La colocación de implantes dentales es lo que se denomina ortodoncia estética. Antiguamente, el objetivo de estas intervenciones era recuperar la funcionalidad de las piezas dentales y de la boca en general. Actualmente, también se busca conseguir un resultado estético más que aceptable, ya que la boca es una parte importante para conseguir una buena armonía del rostro.
Los implantes dentales sustituyen las piezas perdidas o deterioradas y están fabricados, normalmente, en titanio puro ya que es un material que se integra perfectamente con el hueso.
La intervención se suele realizar en la consulta dental por lo que no suele necesitar ingreso hospitalario. Habitualmente se utiliza anestesia local excepto en los casos en los que debido a su duración o complejidad se necesite anestesia general.

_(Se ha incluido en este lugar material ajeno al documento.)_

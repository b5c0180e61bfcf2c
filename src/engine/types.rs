// ABOUTME: Shared types returned by engine clients.
// ABOUTME: ContainerDescriptor, PortMapping, EngineVersion, and the passthrough Document.

use chrono::{DateTime, Utc};
use serde::{Deserialize, Serialize};
use serde_json::{Map, Value};

/// Semi-structured engine response passed through as-is.
pub type Document = Map<String, Value>;

/// Wrap any JSON value as a document.
///
/// Objects are used directly; anything else is stored under `value`.
pub fn into_document(value: Value) -> Document {
    match value {
        Value::Object(map) => map,
        other => {
            let mut map = Map::new();
            map.insert("value".to_string(), other);
            map
        }
    }
}

/// Summary of one container as reported by a list call.
#[derive(Debug, Clone, PartialEq, Serialize, Deserialize)]
pub struct ContainerDescriptor {
    /// Full container ID.
    pub id: String,
    /// Display name without the leading `/`.
    pub name: String,
    /// Image reference the container was created from.
    pub image: String,
    /// Lifecycle state, lowercase (`running`, `exited`, ...).
    pub state: String,
    /// Human status string (`Up 3 hours`).
    pub status: String,
    /// Published ports.
    #[serde(default)]
    pub ports: Vec<PortMapping>,
    /// Creation time.
    pub created: Option<DateTime<Utc>>,
    /// Name of the endpoint that reported this container.
    #[serde(default, skip_serializing_if = "Option::is_none")]
    pub endpoint: Option<String>,
}

impl ContainerDescriptor {
    /// Whether `identifier` names this container by full ID or display name.
    pub fn matches(&self, identifier: &str) -> bool {
        let identifier = identifier.trim_start_matches('/');
        self.id == identifier || self.name == identifier
    }

    pub fn is_running(&self) -> bool {
        self.state == "running"
    }
}

/// A port published by a container.
#[derive(Debug, Clone, PartialEq, Eq, Serialize, Deserialize)]
pub struct PortMapping {
    pub private_port: u16,
    pub public_port: Option<u16>,
    /// `tcp`, `udp`, or `sctp`.
    pub protocol: String,
    #[serde(default, skip_serializing_if = "Option::is_none")]
    pub ip: Option<String>,
}

impl std::fmt::Display for PortMapping {
    fn fmt(&self, f: &mut std::fmt::Formatter<'_>) -> std::fmt::Result {
        match (self.public_port, &self.ip) {
            (Some(public), Some(ip)) => {
                write!(f, "{}:{}->{}/{}", ip, public, self.private_port, self.protocol)
            }
            (Some(public), None) => {
                write!(f, "{}->{}/{}", public, self.private_port, self.protocol)
            }
            (None, _) => write!(f, "{}/{}", self.private_port, self.protocol),
        }
    }
}

/// Version information reported by an engine.
#[derive(Debug, Clone, Default, PartialEq, Eq, Serialize, Deserialize)]
pub struct EngineVersion {
    pub version: String,
    pub api_version: String,
}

El postoperatorio no es complicado ni doloroso. Simplemente se notará hinchazón y algunas molestias habituales en las encías como consecuencia de la herida, por lo que se deberá observar una buena higiene de las mismas. Se tomarán antibióticos durante los días posteriores a la intervención para evitar infecciones.
Los implantes dentales se colocan en dos fases. La primera de ellas consiste en la colocación de la fijación y en la segunda fase se implanta la prótesis definitiva, que puede ser de cerámica y fija o de resina y removible. Entre ambas prótesis hay una pequeña diferencia de precio, siendo más cara la de cerámica.
Esta intervención no suele tener riesgos, aunque en alguna ocasión puede aparecer algún tipo de insensibilidad como consecuencia de la afectación de algún nervio que se haya seccionado durante la operación. Dicha insensibilidad suele ser pasajera aunque en algún caso podría ser irreversible.
Los implantes dentales si están bien colocados y no hay complicaciones suelen ser para toda la vida.